FIX: Detect Wayback Machine using user agent (#9777)

FIX: Detect Wayback Machine using user agent (#9777)

diff --git a/lib/crawler_detection.rb b/lib/crawler_detection.rb
index 6cd1eba..4a90f84 100644
--- a/lib/crawler_detection.rb
+++ b/lib/crawler_detection.rb
@@ -1,7 +1,7 @@
 # frozen_string_literal: true
 
 module CrawlerDetection
-  WAYBACK_MACHINE_URL = "web.archive.org"
+  WAYBACK_MACHINE_URL = "archive.org"
 
   def self.to_matcher(string, type: nil)
     escaped = string.split('|').map { |agent| Regexp.escape(agent) }.join('|')
@@ -15,7 +15,7 @@ module CrawlerDetection
   end
 
   def self.crawler?(user_agent, via_header = nil)
-    return true if user_agent.nil? || via_header&.include?(WAYBACK_MACHINE_URL)

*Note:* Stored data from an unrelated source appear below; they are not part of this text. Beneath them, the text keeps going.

//! Server entry point.

use std::{env, net::SocketAddr, sync::Arc};

use anyhow::Context;
use tokio::net::TcpListener;
use tracing::info;
use tracing_subscriber::{layer::SubscriberExt, util::SubscriberInitExt};

use beat_brawl_back::{config::AppConfig, content::BuiltinLibrary, routes, state::AppState};

#[tokio::main]
async fn main() -> anyhow::Result<()> {
    init_tracing();

    let config = AppConfig::load();
    let state = AppState::new(config, Arc::new(BuiltinLibrary::new()));
    tokio::spawn(state.registry.clone().sweep_loop());

    let port = env::var("PORT")
        .or_else(|_| env::var("SERVER_PORT"))
        .ok()
        .and_then(|value| value.parse::<u16>().ok())
        .unwrap_or(8080);
    let addr = SocketAddr::from(([0, 0, 0, 0], port));
    info!(%addr, "starting server");

    let listener = TcpListener::bind(addr).await.context("binding server")?;
    axum::serve(listener, routes::build_router(state).into_make_service())
        .with_graceful_shutdown(shutdown_signal())
        .await
        .context("serving axum")?;
    Ok(())
}

/// Configure tracing subscribers so logs include spans by default.
fn init_tracing() {
    let env_filter = tracing_subscriber::EnvFilter::try_from_default_env()
        .unwrap_or_else(|_| "info,tower_http=debug".into());
    tracing_subscriber::registry()
        .with(env_filter)
        .with(tracing_subscriber::fmt::layer())
        .init();
}

/// Wait for Ctrl+C or SIGTERM and shut the server down gracefully.
async fn shutdown_signal() {
    #[cfg(unix)]
    {
        use tokio::signal::unix::{SignalKind, signal};

        let mut term = match signal(SignalKind::terminate()) {
            Ok(term) => term,
            Err(_) => {
                let _ = tokio::signal::ctrl_c().await;
                return;
            }
        };
        tokio::select! {
            _ = tokio::signal::ctrl_c() => {},
            _ = term.recv() => {},
        }
    }

    #[cfg(not(unix))]
    {
        let _ = tokio::signal::ctrl_c().await;
    }
}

+    return true if user_agent.nil? || user_agent&.include?(WAYBACK_MACHINE_URL) || via_header&.include?(WAYBACK_MACHINE_URL)
 
     # this is done to avoid regenerating regexes
     @non_crawler_matchers ||= {}
diff --git a/spec/components/crawler_detection_spec.rb b/spec/components/crawler_detection_spec.rb
index db45d2c..1492d01 100644
--- a/spec/components/crawler_detection_spec.rb
+++ b/spec/components/crawler_detection_spec.rb
@@ -51,7 +51,9 @@ describe CrawlerDetection do
     end
 
     it "returns true when VIA header contains 'web.archive.org'" do
-      crawler!("Mozilla/5.0 (Macintosh; Intel Mac OS X 10_14_4) AppleWebKit/537.36 (KHTML, like Gecko) Chrome/74.0.3729.169 Safari/537.36", "HTTP/1.0 web.archive.org (Wayback Save Page)")
+      crawler! "Mozilla/5.0 (compatible; archive.org_bot +http://archive.org/details/archive.org_bot)"

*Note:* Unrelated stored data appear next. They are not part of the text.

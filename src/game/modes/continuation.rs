//! Lyric-continuation mode: each team gets one shot at continuing the
//! quoted excerpt, team A first. The judge accepts fuzzy matches and long
//! exact prefixes of the expected line.

use serde::Serialize;

use crate::{
    content::ContinuationPrompt,
    game::{
        GameMode, TeamPair, TeamSide,
        modes::{
            Accepted, ModeAction, ModeEvent, RejectReason, ResolveTrigger, RevealedAnswer,
            RoundResult, SubmitCtx, answer_text,
        },
    },
};

/// In-progress state of a continuation round.
#[derive(Debug)]
pub struct ContinuationData {
    prompt: ContinuationPrompt,
    attempted: TeamPair<bool>,
    turn: TeamSide,
    winner: Option<TeamSide>,
}

impl ContinuationData {
    /// Start a continuation round; team A answers first.
    pub fn new(prompt: ContinuationPrompt) -> Self {
        Self {
            prompt,
            attempted: TeamPair::default(),
            turn: TeamSide::A,
            winner: None,
        }
    }

    pub(super) fn submit(
        &mut self,
        ctx: &SubmitCtx<'_>,
        action: ModeAction,
    ) -> Result<Accepted, RejectReason> {
        let text = answer_text(action)?;
        if self.is_complete() {
            return Err(RejectReason::WindowClosed);
        }
        if ctx.team != self.turn {
            return Err(RejectReason::NotYourTurn);
        }

        *self.attempted.get_mut(ctx.team) = true;
        let correct = ctx
            .policy
            .continuation_matches(&self.prompt.continuation, &text);
        if correct {
            self.winner = Some(ctx.team);
        } else {
            self.turn = self.turn.opponent();
        }
        Ok(Accepted::events(vec![ModeEvent::AnswerResult {
            player: ctx.player,
            team: ctx.team,
            correct,
        }]))
    }

    pub(super) fn is_complete(&self) -> bool {
        self.winner.is_some() || (self.attempted.a && self.attempted.b)
    }

    pub(super) fn resolve(&self, trigger: ResolveTrigger) -> RoundResult {
        let reveal = RevealedAnswer::Text(self.prompt.continuation.clone());
        if trigger == ResolveTrigger::Skipped {
            return RoundResult::draw(GameMode::Continuation, reveal);
        }
        match self.winner {
            Some(team) => RoundResult::new(GameMode::Continuation, Some(team), reveal),
            // Both shots missed, or the clock ran out.
            None => RoundResult::draw(GameMode::Continuation, reveal),
        }
    }

    pub(super) fn public_view(&self) -> ContinuationPublic {
        ContinuationPublic {
            prompt: self.prompt.prompt.clone(),
            attempted: self.attempted,
            turn: self.turn,
        }
    }
}

/// Client-visible continuation state.
#[derive(Debug, Clone, Serialize)]
pub struct ContinuationPublic {
    /// Excerpt to continue.
    pub prompt: String,
    /// Which teams have spent their shot.
    pub attempted: TeamPair<bool>,
    /// Team expected to answer next.
    pub turn: TeamSide,
}

#[cfg(test)]
mod tests {
    use uuid::Uuid;

    use super::*;
    use crate::{config::PhaseTimers, game::text::MatchPolicy};

    fn prompt() -> ContinuationPrompt {
        ContinuationPrompt {
            prompt: "Hello darkness my old friend,".into(),
            continuation: "I've come to talk with you again".into(),
        }
    }

    fn ctx<'a>(team: TeamSide, policy: &'a MatchPolicy, timers: &'a PhaseTimers) -> SubmitCtx<'a> {
        SubmitCtx {
            player: Uuid::new_v4(),
            team,
            policy,
            timers,
            team_connected: TeamPair::splat(1),
        }
    }

    #[test]
    fn fuzzy_continuation_wins_on_the_spot() {
        let policy = MatchPolicy::default();
        let timers = PhaseTimers::default();
        let mut data = ContinuationData::new(prompt());

        data.submit(
            &ctx(TeamSide::A, &policy, &timers),
            ModeAction::Answer("ive come to talk with you again".into()),
        )
        .unwrap();
        assert!(data.is_complete());
        assert_eq!(data.resolve(ResolveTrigger::Natural).winner, Some(TeamSide::A));
    }

    #[test]
    fn miss_passes_the_shot_to_the_other_team() {
        let policy = MatchPolicy::default();
        let timers = PhaseTimers::default();
        let mut data = ContinuationData::new(prompt());

        data.submit(
            &ctx(TeamSide::A, &policy, &timers),
            ModeAction::Answer("something else entirely".into()),
        )
        .unwrap();
        assert!(!data.is_complete());
        assert_eq!(data.turn, TeamSide::B);

        // Team A spent its only shot.
        let err = data
            .submit(
                &ctx(TeamSide::A, &policy, &timers),
                ModeAction::Answer("I've come to talk with you again".into()),
            )
            .unwrap_err();
        assert_eq!(err, RejectReason::NotYourTurn);

        data.submit(
            &ctx(TeamSide::B, &policy, &timers),
            ModeAction::Answer("wrong again".into()),
        )
        .unwrap();
        assert!(data.is_complete());
        let result = data.resolve(ResolveTrigger::Natural);
        assert_eq!(result.winner, None);
        assert!(result.losers.is_empty());
    }

    #[test]
    fn long_exact_prefix_is_accepted() {
        let policy = MatchPolicy::default();
        let timers = PhaseTimers::default();
        let mut data = ContinuationData::new(prompt());

        data.submit(
            &ctx(TeamSide::A, &policy, &timers),
            ModeAction::Answer("I've come to talk with you".into()),
        )
        .unwrap();
        assert_eq!(data.resolve(ResolveTrigger::Natural).winner, Some(TeamSide::A));
    }
}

+      crawler! "Mozilla/5.0 (Macintosh; Intel Mac OS X 10_14_4) AppleWebKit/537.36 (KHTML, like Gecko) Chrome/74.0.3729.169 Safari/537.36", "HTTP/1.0 web.archive.org (Wayback Save Page)"

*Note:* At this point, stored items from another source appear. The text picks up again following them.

//! Server-side state: room actors, their registry, and the shared
//! application context handed to every route.

pub mod phase;
pub mod player;
pub mod registry;
pub mod room;

use std::sync::Arc;

use crate::{config::AppConfig, content::ContentLibrary, state::registry::RoomRegistry};

/// Application-wide context shared by all routes and sockets.
pub struct AppState {
    /// Immutable runtime configuration.
    pub config: Arc<AppConfig>,
    /// Live rooms.
    pub registry: Arc<RoomRegistry>,
}

/// Cheap clonable handle to [`AppState`].
pub type SharedState = Arc<AppState>;

impl AppState {
    /// Assemble the shared state from configuration and a content source.
    pub fn new(config: AppConfig, content: Arc<dyn ContentLibrary>) -> SharedState {
        let config = Arc::new(config);
        let registry = Arc::new(RoomRegistry::new(config.clone(), content));
        Arc::new(Self { config, registry })
    }
}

+      crawler! "Mozilla/5.0 (Windows NT 10.0; Win64; x64) AppleWebKit/537.36 (KHTML, like Gecko) Chrome/74.0.3729.169 Safari/537.36", "Mozilla/5.0 (compatible; archive.org_bot; Wayback Machine Live Record; http://archive.org/details/archive.org_bot), 1.1 warcprox"
     end
 
     it "returns false for non-crawler user agents" do

GitHub sha: 3ed6a0e9

This commit appears in #9777 which was merged by SamSaffron.